**Directions**
In the entries below, find the line with "Self::with_connection(Connection::open(db_path)?)" and print exactly every line from there up to and including the line with "id INTEGER PRIMARY", with no other lines.

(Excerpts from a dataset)
-- Opening Marker --
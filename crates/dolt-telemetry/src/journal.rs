use std::path::Path;
use std::sync::Arc;

use parking_lot::Mutex;
use rusqlite::Connection;
use serde::{Deserialize, Serialize};
use tracing::warn;

use crate::bus::{SubscriptionId, TelemetryBus};
use crate::events::TelemetryEvent;

/// A telemetry event persisted to SQLite.
#[derive(Clone, Debug, Serialize, Deserialize)]
pub struct JournalRecord {
    pub id: i64,
    pub emitted_at_ms: i64,
    pub event_type: String,
    pub session_id: Option<String>,
    pub session_key: Option<String>,
    pub payload: String,
}

impl JournalRecord {
    /// Rebuild the typed event from its stored form.
    pub fn to_event(&self) -> Result<TelemetryEvent, serde_json::Error> {
        let mut wire = serde_json::json!({
            "emitted_at_ms": self.emitted_at_ms,
            "event_type": self.event_type,
            "payload": serde_json::from_str::<serde_json::Value>(&self.payload)?,
        });
        if let Some(sid) = &self.session_id {
            wire["session_id"] = serde_json::Value::String(sid.clone());
        }
        if let Some(key) = &self.session_key {
            wire["session_key"] = serde_json::Value::String(key.clone());
        }
        serde_json::from_value(wire)
    }
}

/// Query parameters for searching journaled events.
#[derive(Clone, Debug, Default)]
pub struct EventQuery {
    pub session_id: Option<String>,
    pub event_type: Option<String>,
    pub since_ms: Option<i64>,
    pub limit: Option<u32>,
}

/// Append-only SQLite journal of telemetry events.
pub struct SqliteEventJournal {
    conn: Mutex<Connection>,
}

impl SqliteEventJournal {
    pub fn new(db_path: &Path) -> Result<Self, rusqlite::Error> {
        if let Some(parent) = db_path.parent() {
            std::fs::create_dir_all(parent).ok();
        }
        Self::with_connection(Connection::open(db_path)?)
    }

    pub fn in_memory() -> Result<Self, rusqlite::Error> {
        Self::with_connection(Connection::open_in_memory()?)
    }

    fn with_connection(conn: Connection) -> Result<Self, rusqlite::Error> {
        conn.execute_batch(
            "PRAGMA journal_mode = WAL;
             PRAGMA synchronous = NORMAL;
             CREATE TABLE IF NOT EXISTS dolt_telemetry_events (
                 id INTEGER PRIMARY KEY AUTOINCREMENT,
                 emitted_at_ms INTEGER NOT NULL,
                 event_type TEXT NOT NULL,
                 session_id TEXT,
                 session_key TEXT,
                 payload TEXT NOT NULL
             );
             CREATE INDEX IF NOT EXISTS idx_telemetry_session ON dolt_telemetry_events(session_id);
             CREATE INDEX IF NOT EXISTS idx_telemetry_type ON dolt_telemetry_events(event_type, emitted_at_ms);",
        )?;
        Ok(Self {
            conn: Mutex::new(conn),
        })
    }

    pub fn record(&self, event: &TelemetryEvent) -> Result<(), rusqlite::Error> {
        let payload = serde_json::to_value(&event.kind)
            .ok()
            .and_then(|mut v| v.get_mut("payload").map(serde_json::Value::take))
            .unwrap_or(serde_json::Value::Null);
        let conn = self.conn.lock();
        conn.execute(
            "INSERT INTO dolt_telemetry_events (emitted_at_ms, event_type, session_id, session_key, payload)
             VALUES (?1, ?2, ?3, ?4, ?5)",
            rusqlite::params![
                event.emitted_at_ms,
                event.event_type(),
                event.session_id.as_ref().map(|s| s.as_str().to_string()),
                event.session_key,
                payload.to_string(),
            ],
        )?;
        Ok(())
    }

    /// Persist every event emitted on `bus` from now on.
    pub fn attach(self: &Arc<Self>, bus: &TelemetryBus) -> SubscriptionId {
        let journal = Arc::clone(self);
        bus.subscribe(move |event| {
            if let Err(e) = journal.record(event) {
                warn!(event_type = event.event_type(), error = %e, "failed to journal telemetry event");
            }
        })
    }

    pub fn query(&self, q: &EventQuery) -> Result<Vec<JournalRecord>, rusqlite::Error> {
        let conn = self.conn.lock();
        let mut sql = String::from(
            "SELECT id, emitted_at_ms, event_type, session_id, session_key, payload
             FROM dolt_telemetry_events WHERE 1=1",
        );
        let mut params: Vec<Box<dyn rusqlite::types::ToSql>> = Vec::new();

        if let Some(session_id) = &q.session_id {
            sql.push_str(&format!(" AND session_id = ?{}", params.len() + 1));
            params.push(Box::new(session_id.clone()));
        }
        if let Some(event_type) = &q.event_type {
            sql.push_str(&format!(" AND event_type = ?{}", params.len() + 1));
            params.push(Box::new(event_type.clone()));
        }
        if let Some(since) = q.since_ms {
            sql.push_str(&format!(" AND emitted_at_ms >= ?{}", params.len() + 1));
            params.push(Box::new(since));
        }

        sql.push_str(" ORDER BY id DESC");

        let limit = q.limit.unwrap_or(100);
        sql.push_str(&format!(" LIMIT {limit}"));

        let param_refs: Vec<&dyn rusqlite::types::ToSql> = params.iter().map(|p| p.as_ref()).collect();
        let mut stmt = conn.prepare(&sql)?;
        let rows = stmt.query_map(param_refs.as_slice(), |row| {
            Ok(JournalRecord {
                id: row.get(0)?,
                emitted_at_ms: row.get(1)?,
                event_type: row.get(2)?,
                session_id: row.get(3)?,
                session_key: row.get(4)?,
                payload: row.get(5)?,
            })
        })?;

        rows.collect()
    }

    pub fn count(&self) -> Result<i64, rusqlite::Error> {
        let conn = self.conn.lock();
        conn.query_row("SELECT COUNT(*) FROM dolt_telemetry_events", [], |row| row.get(0))
    }
}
-- Closing Marker --
**Finished task**
        Self::with_connection(Connection::open(db_path)?)
    }

    pub fn in_memory() -> Result<Self, rusqlite::Error> {
        Self::with_connection(Connection::open_in_memory()?)
    }

    fn with_connection(conn: Connection) -> Result<Self, rusqlite::Error> {
        conn.execute_batch(
            "PRAGMA journal_mode = WAL;
             PRAGMA synchronous = NORMAL;
             CREATE TABLE IF NOT EXISTS dolt_telemetry_events (
                 id INTEGER PRIMARY KEY AUTOINCREMENT,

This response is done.